EXERCISE OBJECTIVE |
The expected output is every line below, reproduced exactly.

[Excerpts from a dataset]

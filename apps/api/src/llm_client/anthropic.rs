//! Anthropic Messages adapter.

use reqwest::{Client, RequestBuilder};
use serde::{Deserialize, Serialize};

use crate::llm_client::error::{ErrorKind, GatewayError};
use crate::llm_client::GatewayRequest;

pub const DEFAULT_BASE_URL: &str = "https://api.anthropic.com/v1";
const ANTHROPIC_VERSION: &str = "2023-06-01";

#[derive(Debug, Serialize)]
struct MessagesRequest<'a> {
    model: &'a str,
    max_tokens: u32,
    stream: bool,
    messages: Vec<Message<'a>>,
}

#[derive(Debug, Serialize)]
struct Message<'a> {
    role: &'a str,
    content: &'a str,
}

#[derive(Debug, Deserialize)]
#[serde(tag = "type", rename_all = "snake_case")]
enum StreamEvent {
    ContentBlockDelta { delta: BlockDelta },
    Error { error: ApiError },
    #[serde(other)]
    Other,
}

#[derive(Debug, Deserialize)]
struct BlockDelta {
    text: Option<String>,
}

#[derive(Debug, Deserialize)]
struct ApiError {
    #[serde(rename = "type")]
    error_type: String,
    message: String,
}

pub fn build_request(client: &Client, base_url: &str, request: &GatewayRequest) -> RequestBuilder {
    let body = MessagesRequest {
        model: &request.model,
        max_tokens: request.output_tokens(),
        stream: true,
        messages: vec![Message {
            role: "user",
            content: &request.prompt,
        }],
    };

    client
        .post(format!("{}/messages", base_url.trim_end_matches('/')))
        .header("x-api-key", &request.credential)
        .header("anthropic-version", ANTHROPIC_VERSION)
        .json(&body)
}

pub fn extract_fragment(data: &str) -> Result<Option<String>, GatewayError> {
    let event: StreamEvent = serde_json::from_str(data).map_err(|e| {
        GatewayError::new(
            ErrorKind::UpstreamError,
            format!("unreadable stream event: {e}"),
        )
    })?;

    match event {
        StreamEvent::ContentBlockDelta { delta } => Ok(delta.text),
        StreamEvent::Error { error } => {
            let kind = match error.error_type.as_str() {
                "authentication_error" | "permission_error" => ErrorKind::Unauthorized,
                "rate_limit_error" => ErrorKind::QuotaExceeded,
                "not_found_error" => ErrorKind::ModelNotFound,
                _ => ErrorKind::UpstreamError,
            };
            Err(GatewayError::new(kind, error.message))
        }
        StreamEvent::Other => Ok(None),
    }
}

#[cfg(test)]
mod tests {
    use super::*;

    #[test]
    fn test_text_delta() {
        let data = r#"{"type":"content_block_delta","index":0,"delta":{"type":"text_delta","text":"Hello"}}"#;
        assert_eq!(extract_fragment(data).unwrap().as_deref(), Some("Hello"));
    }

    #[test]
    fn test_bookkeeping_events_are_skipped() {
        for data in [
            r#"{"type":"message_start","message":{"id":"m1"}}"#,
            r#"{"type":"ping"}"#,
            r#"{"type":"message_stop"}"#,
        ] {
            assert_eq!(extract_fragment(data).unwrap(), None);
        }
    }

    #[test]
    fn test_error_event_is_classified_by_type() {
        let data = r#"{"type":"error","error":{"type":"rate_limit_error","message":"slow down"}}"#;
        let err = extract_fragment(data).unwrap_err();
        assert_eq!(err.kind, ErrorKind::QuotaExceeded);
        assert_eq!(err.message, "slow down");

        let data = r#"{"type":"error","error":{"type":"overloaded_error","message":"Overloaded"}}"#;
        assert_eq!(extract_fragment(data).unwrap_err().kind, ErrorKind::UpstreamError);
    }
}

REPLY |
filename apps/api/src/llm_client/anthropic.rs
//! Anthropic Messages adapter.

use reqwest::{Client, RequestBuilder};
use serde::{Deserialize, Serialize};

use crate::llm_client::error::{ErrorKind, GatewayError};
use crate::llm_client::GatewayRequest;

pub const DEFAULT_BASE_URL: &str = "https://api.anthropic.com/v1";
const ANTHROPIC_VERSION: &str = "2023-06-01";

#[derive(Debug, Serialize)]
struct MessagesRequest<'a> {
    model: &'a str,
    max_tokens: u32,
    stream: bool,
    messages: Vec<Message<'a>>,
}

#[derive(Debug, Serialize)]
struct Message<'a> {
    role: &'a str,
    content: &'a str,
}

#[derive(Debug, Deserialize)]
#[serde(tag = "type", rename_all = "snake_case")]
enum StreamEvent {
    ContentBlockDelta { delta: BlockDelta },
    Error { error: ApiError },
    #[serde(other)]
    Other,
}

#[derive(Debug, Deserialize)]
struct BlockDelta {
    text: Option<String>,
}

#[derive(Debug, Deserialize)]
struct ApiError {
    #[serde(rename = "type")]
    error_type: String,
    message: String,
}

pub fn build_request(client: &Client, base_url: &str, request: &GatewayRequest) -> RequestBuilder {
    let body = MessagesRequest {
        model: &request.model,
        max_tokens: request.output_tokens(),
        stream: true,
        messages: vec![Message {
            role: "user",
            content: &request.prompt,
        }],
    };

    client
        .post(format!("{}/messages", base_url.trim_end_matches('/')))
        .header("x-api-key", &request.credential)
        .header("anthropic-version", ANTHROPIC_VERSION)
        .json(&body)
}

pub fn extract_fragment(data: &str) -> Result<Option<String>, GatewayError> {
    let event: StreamEvent = serde_json::from_str(data).map_err(|e| {
        GatewayError::new(
            ErrorKind::UpstreamError,
            format!("unreadable stream event: {e}"),
        )
    })?;

    match event {
        StreamEvent::ContentBlockDelta { delta } => Ok(delta.text),
        StreamEvent::Error { error } => {
            let kind = match error.error_type.as_str() {
                "authentication_error" | "permission_error" => ErrorKind::Unauthorized,
                "rate_limit_error" => ErrorKind::QuotaExceeded,
                "not_found_error" => ErrorKind::ModelNotFound,
                _ => ErrorKind::UpstreamError,
            };
            Err(GatewayError::new(kind, error.message))
        }
        StreamEvent::Other => Ok(None),
    }
}

#[cfg(test)]
mod tests {
    use super::*;

    #[test]
    fn test_text_delta() {
        let data = r#"{"type":"content_block_delta","index":0,"delta":{"type":"text_delta","text":"Hello"}}"#;
        assert_eq!(extract_fragment(data).unwrap().as_deref(), Some("Hello"));
    }

    #[test]
    fn test_bookkeeping_events_are_skipped() {
        for data in [
            r#"{"type":"message_start","message":{"id":"m1"}}"#,
            r#"{"type":"ping"}"#,
            r#"{"type":"message_stop"}"#,
        ] {
            assert_eq!(extract_fragment(data).unwrap(), None);
        }
    }

    #[test]
    fn test_error_event_is_classified_by_type() {
        let data = r#"{"type":"error","error":{"type":"rate_limit_error","message":"slow down"}}"#;
        let err = extract_fragment(data).unwrap_err();
        assert_eq!(err.kind, ErrorKind::QuotaExceeded);
        assert_eq!(err.message, "slow down");

        let data = r#"{"type":"error","error":{"type":"overloaded_error","message":"Overloaded"}}"#;
        assert_eq!(extract_fragment(data).unwrap_err().kind, ErrorKind::UpstreamError);
    }
}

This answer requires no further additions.